* _DIRECTIONS FOR THIS TASK_: The answer must consist of the entries, copied exactly and in full.

* _INFORMATION PROVIDED_:
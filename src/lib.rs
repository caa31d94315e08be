// Copyright (c) 2025 Fabstir
// SPDX-License-Identifier: BUSL-1.1
pub mod api;
pub mod cli;
pub mod config;
pub mod version;
pub mod vision;

pub use config::{ConfigError, NodeConfig};
pub use vision::{AnalysisResult, Orchestrator, ProviderSet, Timestamper};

* _FINISHED TASK_:
filename src/lib.rs
repository caa31d94315e08be
// Copyright (c) 2025 Fabstir
// SPDX-License-Identifier: BUSL-1.1
pub mod api;
pub mod cli;
pub mod config;
pub mod version;
pub mod vision;

pub use config::{ConfigError, NodeConfig};
pub use vision::{AnalysisResult, Orchestrator, ProviderSet, Timestamper};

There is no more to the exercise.